<<<<

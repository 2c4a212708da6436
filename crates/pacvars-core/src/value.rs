//! Typed variable values and their wire representation.

use serde::Serialize;
use serde_json::{json, Value as JsonValue};
use std::fmt;

use crate::category::{BaseType, Category};
use crate::error::{PacError, Result};

/// A locally typed variable value.
#[derive(Debug, Clone, PartialEq, Serialize)]
#[serde(untagged)]
pub enum Value {
    Bool(bool),
    Integer(i32),
    Float(f64),
    String(String),
    Table(Vec<Value>),
}

impl Value {
    pub fn as_bool(&self) -> Option<bool> {
        match self {
            Value::Bool(b) => Some(*b),
            _ => None,
        }
    }

    pub fn as_i32(&self) -> Option<i32> {
        match self {
            Value::Integer(i) => Some(*i),
            _ => None,
        }
    }

    pub fn as_f64(&self) -> Option<f64> {
        match self {
            Value::Float(f) => Some(*f),
            Value::Integer(i) => Some(*i as f64),
            _ => None,
        }
    }

    pub fn as_str(&self) -> Option<&str> {
        match self {
            Value::String(s) => Some(s),
            _ => None,
        }
    }

    pub fn as_table(&self) -> Option<&[Value]> {
        match self {
            Value::Table(values) => Some(values),
            _ => None,
        }
    }

    /// Recast an integer to a boolean (non-zero is true).
    pub fn into_bool(self) -> Value {
        match self {
            Value::Integer(i) => Value::Bool(i != 0),
            Value::Float(f) => Value::Bool(f != 0.0),
            other => other,
        }
    }
}

impl fmt::Display for Value {
    fn fmt(&self, f: &mut fmt::Formatter<'_>) -> fmt::Result {
        match self {
            Value::Bool(b) => write!(f, "{}", b),
            Value::Integer(i) => write!(f, "{}", i),
            Value::Float(v) => write!(f, "{}", v),
            Value::String(s) => f.write_str(s),
            Value::Table(values) => {
                f.write_str("[")?;
                for (i, v) in values.iter().enumerate() {
                    if i > 0 {
                        f.write_str(", ")?;
                    }
                    write!(f, "{}", v)?;
                }
                f.write_str("]")
            }
        }
    }
}

impl From<bool> for Value {
    fn from(b: bool) -> Self {
        Value::Bool(b)
    }
}

impl From<i32> for Value {
    fn from(i: i32) -> Self {
        Value::Integer(i)
    }
}

impl From<f64> for Value {
    fn from(f: f64) -> Self {
        Value::Float(f)
    }
}

impl From<&str> for Value {
    fn from(s: &str) -> Self {
        Value::String(s.to_string())
    }
}

impl From<String> for Value {
    fn from(s: String) -> Self {
        Value::String(s)
    }
}

impl<T: Into<Value>> From<Vec<T>> for Value {
    fn from(values: Vec<T>) -> Self {
        Value::Table(values.into_iter().map(Into::into).collect())
    }
}

/// Encode a validated value for transport.
///
/// Booleans of the integer overlay categories become 0/1; digital point states
/// stay JSON booleans.
pub fn encode(category: Category, value: &Value) -> JsonValue {
    match value {
        Value::Bool(b) => match category {
            Category::DigitalInput | Category::DigitalOutput => json!(b),
            _ => json!(if *b { 1 } else { 0 }),
        },
        Value::Integer(i) => json!(i),
        Value::Float(f) => json!(f),
        Value::String(s) => json!(s),
        Value::Table(values) => {
            JsonValue::Array(values.iter().map(|v| encode(category, v)).collect())
        }
    }
}

/// Local form of a validated value: integer categories hold `Integer`, never
/// `Bool`, matching what a read returns.
pub fn normalize(category: Category, value: Value) -> Value {
    match (category.base_type(), value) {
        (BaseType::Integer, Value::Bool(b)) => Value::Integer(b as i32),
        (_, Value::Table(values)) => Value::Table(
            values
                .into_iter()
                .map(|v| normalize(category, v))
                .collect(),
        ),
        (_, value) => value,
    }
}

/// Decode one raw element as read from the controller.
pub fn decode(category: Category, name: &str, raw: &JsonValue) -> Result<Value> {
    let bad = || PacError::Decode(format!("Unexpected value {} for '{}' ({})", raw, name, category));
    match category.base_type() {
        BaseType::Boolean => match raw {
            JsonValue::Bool(b) => Ok(Value::Bool(*b)),
            JsonValue::Number(n) => Ok(Value::Bool(n.as_f64().ok_or_else(bad)? != 0.0)),
            _ => Err(bad()),
        },
        BaseType::Integer => {
            let n = raw.as_i64().ok_or_else(bad)?;
            i32::try_from(n).map(Value::Integer).map_err(|_| bad())
        }
        BaseType::Float => match raw {
            JsonValue::Number(n) => n.as_f64().map(Value::Float).ok_or_else(bad),
            // Non-finite readings arrive as text or null
            JsonValue::String(s) => s.trim().parse().map(Value::Float).map_err(|_| bad()),
            JsonValue::Null => Ok(Value::Float(f64::NAN)),
            _ => Err(bad()),
        },
        BaseType::String => Ok(Value::String(match raw {
            JsonValue::String(s) => s.clone(),
            JsonValue::Null => String::new(),
            other => other.to_string(),
        })),
    }
}

/// Decode a whole table body (a JSON array of raw values).
pub fn decode_table(category: Category, name: &str, raw: &JsonValue) -> Result<Vec<Value>> {
    let items = raw
        .as_array()
        .ok_or_else(|| PacError::Decode(format!("Table '{}' body is not an array", name)))?;
    items.iter().map(|item| decode(category, name, item)).collect()
}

>>>>

Your objective: Retype the entries above exactly as they appear.

Exercise result:
repository 2c4a212708da6436
filename crates/pacvars-core/src/value.rs
//! Typed variable values and their wire representation.

use serde::Serialize;
use serde_json::{json, Value as JsonValue};
use std::fmt;

use crate::category::{BaseType, Category};
use crate::error::{PacError, Result};

/// A locally typed variable value.
#[derive(Debug, Clone, PartialEq, Serialize)]
#[serde(untagged)]
pub enum Value {
    Bool(bool),
    Integer(i32),
    Float(f64),
    String(String),
    Table(Vec<Value>),
}

impl Value {
    pub fn as_bool(&self) -> Option<bool> {
        match self {
            Value::Bool(b) => Some(*b),
            _ => None,
        }
    }

    pub fn as_i32(&self) -> Option<i32> {
        match self {
            Value::Integer(i) => Some(*i),
            _ => None,
        }
    }

    pub fn as_f64(&self) -> Option<f64> {
        match self {
            Value::Float(f) => Some(*f),
            Value::Integer(i) => Some(*i as f64),
            _ => None,
        }
    }

    pub fn as_str(&self) -> Option<&str> {
        match self {
            Value::String(s) => Some(s),
            _ => None,
        }
    }

    pub fn as_table(&self) -> Option<&[Value]> {
        match self {
            Value::Table(values) => Some(values),
            _ => None,
        }
    }

    /// Recast an integer to a boolean (non-zero is true).
    pub fn into_bool(self) -> Value {
        match self {
            Value::Integer(i) => Value::Bool(i != 0),
            Value::Float(f) => Value::Bool(f != 0.0),
            other => other,
        }
    }
}

impl fmt::Display for Value {
    fn fmt(&self, f: &mut fmt::Formatter<'_>) -> fmt::Result {
        match self {
            Value::Bool(b) => write!(f, "{}", b),
            Value::Integer(i) => write!(f, "{}", i),
            Value::Float(v) => write!(f, "{}", v),
            Value::String(s) => f.write_str(s),
            Value::Table(values) => {
                f.write_str("[")?;
                for (i, v) in values.iter().enumerate() {
                    if i > 0 {
                        f.write_str(", ")?;
                    }
                    write!(f, "{}", v)?;
                }
                f.write_str("]")
            }
        }
    }
}

impl From<bool> for Value {
    fn from(b: bool) -> Self {
        Value::Bool(b)
    }
}

impl From<i32> for Value {
    fn from(i: i32) -> Self {
        Value::Integer(i)
    }
}

impl From<f64> for Value {
    fn from(f: f64) -> Self {
        Value::Float(f)
    }
}

impl From<&str> for Value {
    fn from(s: &str) -> Self {
        Value::String(s.to_string())
    }
}

impl From<String> for Value {
    fn from(s: String) -> Self {
        Value::String(s)
    }
}

impl<T: Into<Value>> From<Vec<T>> for Value {
    fn from(values: Vec<T>) -> Self {
        Value::Table(values.into_iter().map(Into::into).collect())
    }
}

/// Encode a validated value for transport.
///
/// Booleans of the integer overlay categories become 0/1; digital point states
/// stay JSON booleans.
pub fn encode(category: Category, value: &Value) -> JsonValue {
    match value {
        Value::Bool(b) => match category {
            Category::DigitalInput | Category::DigitalOutput => json!(b),
            _ => json!(if *b { 1 } else { 0 }),
        },
        Value::Integer(i) => json!(i),
        Value::Float(f) => json!(f),
        Value::String(s) => json!(s),
        Value::Table(values) => {
            JsonValue::Array(values.iter().map(|v| encode(category, v)).collect())
        }
    }
}

/// Local form of a validated value: integer categories hold `Integer`, never
/// `Bool`, matching what a read returns.
pub fn normalize(category: Category, value: Value) -> Value {
    match (category.base_type(), value) {
        (BaseType::Integer, Value::Bool(b)) => Value::Integer(b as i32),
        (_, Value::Table(values)) => Value::Table(
            values
                .into_iter()
                .map(|v| normalize(category, v))
                .collect(),
        ),
        (_, value) => value,
    }
}

/// Decode one raw element as read from the controller.
pub fn decode(category: Category, name: &str, raw: &JsonValue) -> Result<Value> {
    let bad = || PacError::Decode(format!("Unexpected value {} for '{}' ({})", raw, name, category));
    match category.base_type() {
        BaseType::Boolean => match raw {
            JsonValue::Bool(b) => Ok(Value::Bool(*b)),
            JsonValue::Number(n) => Ok(Value::Bool(n.as_f64().ok_or_else(bad)? != 0.0)),
            _ => Err(bad()),
        },
        BaseType::Integer => {
            let n = raw.as_i64().ok_or_else(bad)?;
            i32::try_from(n).map(Value::Integer).map_err(|_| bad())
        }
        BaseType::Float => match raw {
            JsonValue::Number(n) => n.as_f64().map(Value::Float).ok_or_else(bad),
            // Non-finite readings arrive as text or null
            JsonValue::String(s) => s.trim().parse().map(Value::Float).map_err(|_| bad()),
            JsonValue::Null => Ok(Value::Float(f64::NAN)),
            _ => Err(bad()),
        },
        BaseType::String => Ok(Value::String(match raw {
            JsonValue::String(s) => s.clone(),
            JsonValue::Null => String::new(),
            other => other.to_string(),
        })),
    }
}

/// Decode a whole table body (a JSON array of raw values).
pub fn decode_table(category: Category, name: &str, raw: &JsonValue) -> Result<Vec<Value>> {
    let items = raw
        .as_array()
        .ok_or_else(|| PacError::Decode(format!("Table '{}' body is not an array", name)))?;
    items.iter().map(|item| decode(category, name, item)).collect()
}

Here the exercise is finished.